• [WHAT YOU HAVE TO DO]: Of the lines in the data below, write out exactly those from the one holding "let mut out = Vec::with_capacity(pairs);" through the one holding "p_value: (p *", both included.

• [RECORDS SHOWN]:
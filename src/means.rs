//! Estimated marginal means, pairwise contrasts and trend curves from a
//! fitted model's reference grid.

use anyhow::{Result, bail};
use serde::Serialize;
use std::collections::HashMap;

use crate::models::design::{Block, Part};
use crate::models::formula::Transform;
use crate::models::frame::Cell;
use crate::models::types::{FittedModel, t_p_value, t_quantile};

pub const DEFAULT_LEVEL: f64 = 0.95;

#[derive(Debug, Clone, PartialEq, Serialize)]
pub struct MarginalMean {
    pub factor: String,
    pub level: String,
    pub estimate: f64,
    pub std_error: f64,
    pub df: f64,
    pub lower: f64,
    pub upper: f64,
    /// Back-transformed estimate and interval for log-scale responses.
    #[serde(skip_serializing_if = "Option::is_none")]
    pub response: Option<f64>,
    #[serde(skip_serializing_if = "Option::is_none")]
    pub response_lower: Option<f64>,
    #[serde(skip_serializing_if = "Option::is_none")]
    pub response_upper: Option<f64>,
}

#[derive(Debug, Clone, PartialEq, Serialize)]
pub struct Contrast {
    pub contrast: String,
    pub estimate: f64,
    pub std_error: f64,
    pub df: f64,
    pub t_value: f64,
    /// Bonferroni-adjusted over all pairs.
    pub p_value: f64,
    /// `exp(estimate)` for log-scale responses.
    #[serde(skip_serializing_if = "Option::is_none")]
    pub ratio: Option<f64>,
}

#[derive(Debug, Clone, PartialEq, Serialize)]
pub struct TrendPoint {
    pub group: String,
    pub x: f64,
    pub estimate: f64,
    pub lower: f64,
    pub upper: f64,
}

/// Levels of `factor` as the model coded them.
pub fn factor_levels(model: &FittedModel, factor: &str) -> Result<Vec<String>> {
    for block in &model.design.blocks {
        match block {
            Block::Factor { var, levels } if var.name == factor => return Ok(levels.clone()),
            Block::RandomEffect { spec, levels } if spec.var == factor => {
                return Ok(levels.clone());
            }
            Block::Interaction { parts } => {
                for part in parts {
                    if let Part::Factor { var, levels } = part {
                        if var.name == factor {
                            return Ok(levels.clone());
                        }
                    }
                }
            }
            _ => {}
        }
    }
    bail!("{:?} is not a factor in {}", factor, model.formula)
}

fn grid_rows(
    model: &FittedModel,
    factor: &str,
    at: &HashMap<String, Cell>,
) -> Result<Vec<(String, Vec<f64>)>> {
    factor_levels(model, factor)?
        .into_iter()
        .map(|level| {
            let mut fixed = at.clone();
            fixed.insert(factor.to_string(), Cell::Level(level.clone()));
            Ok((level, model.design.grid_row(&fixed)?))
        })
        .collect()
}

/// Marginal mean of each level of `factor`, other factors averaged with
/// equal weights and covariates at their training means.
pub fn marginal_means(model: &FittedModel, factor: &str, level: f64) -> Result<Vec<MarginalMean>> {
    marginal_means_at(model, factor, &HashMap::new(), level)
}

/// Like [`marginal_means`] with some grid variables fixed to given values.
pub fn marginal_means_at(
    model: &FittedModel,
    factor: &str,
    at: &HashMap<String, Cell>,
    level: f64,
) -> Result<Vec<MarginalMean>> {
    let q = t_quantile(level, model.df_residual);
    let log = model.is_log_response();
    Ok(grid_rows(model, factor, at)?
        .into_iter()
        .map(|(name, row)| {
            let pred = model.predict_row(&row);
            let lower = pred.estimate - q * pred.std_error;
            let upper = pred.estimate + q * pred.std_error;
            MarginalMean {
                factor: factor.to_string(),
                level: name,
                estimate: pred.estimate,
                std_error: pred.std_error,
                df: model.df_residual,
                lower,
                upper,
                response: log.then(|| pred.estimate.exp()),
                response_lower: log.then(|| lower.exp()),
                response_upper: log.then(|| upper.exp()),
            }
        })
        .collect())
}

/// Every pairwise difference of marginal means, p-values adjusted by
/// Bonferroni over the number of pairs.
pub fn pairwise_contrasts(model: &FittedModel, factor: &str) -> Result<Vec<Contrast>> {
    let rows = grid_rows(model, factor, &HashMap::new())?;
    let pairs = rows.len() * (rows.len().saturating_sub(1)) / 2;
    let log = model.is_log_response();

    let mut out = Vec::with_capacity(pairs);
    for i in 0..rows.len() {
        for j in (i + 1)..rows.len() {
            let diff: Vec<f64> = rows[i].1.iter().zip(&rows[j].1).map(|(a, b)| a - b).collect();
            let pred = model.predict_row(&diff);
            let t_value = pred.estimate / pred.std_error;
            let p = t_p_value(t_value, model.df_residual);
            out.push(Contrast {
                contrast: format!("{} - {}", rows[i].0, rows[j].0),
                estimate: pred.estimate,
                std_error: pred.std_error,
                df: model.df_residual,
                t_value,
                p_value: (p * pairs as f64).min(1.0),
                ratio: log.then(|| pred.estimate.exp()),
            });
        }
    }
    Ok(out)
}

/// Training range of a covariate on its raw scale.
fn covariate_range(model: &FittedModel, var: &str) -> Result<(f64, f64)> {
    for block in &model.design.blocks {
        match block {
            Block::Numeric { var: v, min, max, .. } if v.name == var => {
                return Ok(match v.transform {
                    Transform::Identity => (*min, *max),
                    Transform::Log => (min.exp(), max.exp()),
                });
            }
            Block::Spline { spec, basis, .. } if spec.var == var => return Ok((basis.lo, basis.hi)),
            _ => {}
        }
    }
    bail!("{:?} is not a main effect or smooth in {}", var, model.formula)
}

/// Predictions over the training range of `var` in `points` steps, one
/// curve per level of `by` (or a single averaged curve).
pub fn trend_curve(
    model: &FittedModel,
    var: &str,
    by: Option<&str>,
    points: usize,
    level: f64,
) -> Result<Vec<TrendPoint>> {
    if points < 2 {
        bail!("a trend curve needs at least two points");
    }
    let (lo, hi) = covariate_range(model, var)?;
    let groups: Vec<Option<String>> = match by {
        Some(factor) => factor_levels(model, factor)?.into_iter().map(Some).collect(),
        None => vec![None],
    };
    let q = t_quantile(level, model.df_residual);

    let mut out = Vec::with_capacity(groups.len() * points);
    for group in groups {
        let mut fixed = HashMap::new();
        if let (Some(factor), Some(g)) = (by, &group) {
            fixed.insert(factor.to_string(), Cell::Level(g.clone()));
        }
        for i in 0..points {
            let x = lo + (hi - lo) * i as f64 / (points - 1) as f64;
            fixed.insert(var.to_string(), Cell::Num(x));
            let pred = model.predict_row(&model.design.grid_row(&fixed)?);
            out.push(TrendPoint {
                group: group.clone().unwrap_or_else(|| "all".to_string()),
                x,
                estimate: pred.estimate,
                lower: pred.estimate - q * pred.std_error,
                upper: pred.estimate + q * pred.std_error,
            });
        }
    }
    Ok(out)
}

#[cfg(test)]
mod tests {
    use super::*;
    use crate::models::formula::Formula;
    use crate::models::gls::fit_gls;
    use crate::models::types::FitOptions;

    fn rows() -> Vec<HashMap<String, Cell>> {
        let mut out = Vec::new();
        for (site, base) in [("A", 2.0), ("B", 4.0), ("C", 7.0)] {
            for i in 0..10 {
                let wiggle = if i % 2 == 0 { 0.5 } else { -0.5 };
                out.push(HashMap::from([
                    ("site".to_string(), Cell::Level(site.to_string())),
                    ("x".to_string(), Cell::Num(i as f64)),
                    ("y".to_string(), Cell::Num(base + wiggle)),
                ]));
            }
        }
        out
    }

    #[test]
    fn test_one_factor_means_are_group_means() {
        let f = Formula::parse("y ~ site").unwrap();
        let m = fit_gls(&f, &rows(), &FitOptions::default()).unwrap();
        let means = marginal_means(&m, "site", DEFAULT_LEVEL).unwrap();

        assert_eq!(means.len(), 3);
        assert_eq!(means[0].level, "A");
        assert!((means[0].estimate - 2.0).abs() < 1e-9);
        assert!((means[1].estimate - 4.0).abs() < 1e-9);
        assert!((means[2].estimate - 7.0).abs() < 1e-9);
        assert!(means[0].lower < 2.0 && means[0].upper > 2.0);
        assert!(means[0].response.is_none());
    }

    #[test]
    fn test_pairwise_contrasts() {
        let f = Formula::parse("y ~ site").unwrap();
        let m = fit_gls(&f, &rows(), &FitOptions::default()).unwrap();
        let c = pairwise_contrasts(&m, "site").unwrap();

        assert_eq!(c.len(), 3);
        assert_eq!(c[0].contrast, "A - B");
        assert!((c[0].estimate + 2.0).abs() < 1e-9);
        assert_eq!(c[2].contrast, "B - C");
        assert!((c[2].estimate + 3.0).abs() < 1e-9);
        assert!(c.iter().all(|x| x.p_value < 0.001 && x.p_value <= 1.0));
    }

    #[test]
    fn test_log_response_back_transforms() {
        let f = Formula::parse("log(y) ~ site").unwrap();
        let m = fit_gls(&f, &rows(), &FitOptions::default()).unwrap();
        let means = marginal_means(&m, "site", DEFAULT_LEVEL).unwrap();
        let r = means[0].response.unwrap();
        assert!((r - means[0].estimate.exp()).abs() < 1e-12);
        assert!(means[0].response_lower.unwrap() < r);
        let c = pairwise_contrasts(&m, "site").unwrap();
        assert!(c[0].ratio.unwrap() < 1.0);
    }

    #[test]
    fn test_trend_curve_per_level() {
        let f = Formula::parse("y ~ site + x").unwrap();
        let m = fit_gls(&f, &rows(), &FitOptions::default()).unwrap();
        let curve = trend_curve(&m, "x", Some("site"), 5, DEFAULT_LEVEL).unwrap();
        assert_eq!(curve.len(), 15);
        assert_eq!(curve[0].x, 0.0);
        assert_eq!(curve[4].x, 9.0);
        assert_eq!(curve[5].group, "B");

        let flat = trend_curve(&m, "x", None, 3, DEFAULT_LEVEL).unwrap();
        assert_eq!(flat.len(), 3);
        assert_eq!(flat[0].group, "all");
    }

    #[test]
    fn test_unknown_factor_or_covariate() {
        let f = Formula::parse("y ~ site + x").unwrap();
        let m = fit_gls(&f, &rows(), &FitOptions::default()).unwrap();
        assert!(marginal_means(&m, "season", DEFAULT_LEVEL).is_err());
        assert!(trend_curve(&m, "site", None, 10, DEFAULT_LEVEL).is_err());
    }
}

---

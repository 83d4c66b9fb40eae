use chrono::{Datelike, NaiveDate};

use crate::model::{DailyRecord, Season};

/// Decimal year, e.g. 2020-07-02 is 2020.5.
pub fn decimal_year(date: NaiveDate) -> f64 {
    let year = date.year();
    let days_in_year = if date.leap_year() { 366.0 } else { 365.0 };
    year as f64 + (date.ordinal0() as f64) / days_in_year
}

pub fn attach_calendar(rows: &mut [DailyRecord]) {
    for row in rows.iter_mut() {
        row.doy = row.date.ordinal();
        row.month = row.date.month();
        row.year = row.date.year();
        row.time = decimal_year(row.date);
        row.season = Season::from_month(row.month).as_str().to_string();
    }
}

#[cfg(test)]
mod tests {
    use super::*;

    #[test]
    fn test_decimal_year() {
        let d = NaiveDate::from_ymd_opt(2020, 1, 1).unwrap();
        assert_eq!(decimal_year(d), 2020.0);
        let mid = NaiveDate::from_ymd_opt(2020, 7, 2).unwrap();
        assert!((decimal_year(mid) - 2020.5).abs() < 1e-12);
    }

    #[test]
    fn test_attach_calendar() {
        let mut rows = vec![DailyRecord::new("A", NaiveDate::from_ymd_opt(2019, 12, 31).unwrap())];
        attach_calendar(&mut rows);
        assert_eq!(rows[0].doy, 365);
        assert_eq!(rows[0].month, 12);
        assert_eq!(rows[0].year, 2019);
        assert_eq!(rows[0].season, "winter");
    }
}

• [ANSWER TO THE PROBLEM]:
    let mut out = Vec::with_capacity(pairs);
    for i in 0..rows.len() {
        for j in (i + 1)..rows.len() {
            let diff: Vec<f64> = rows[i].1.iter().zip(&rows[j].1).map(|(a, b)| a - b).collect();
            let pred = model.predict_row(&diff);
            let t_value = pred.estimate / pred.std_error;
            let p = t_p_value(t_value, model.df_residual);
            out.push(Contrast {
                contrast: format!("{} - {}", rows[i].0, rows[j].0),
                estimate: pred.estimate,
                std_error: pred.std_error,
                df: model.df_residual,
                t_value,
                p_value: (p * pairs as f64).min(1.0),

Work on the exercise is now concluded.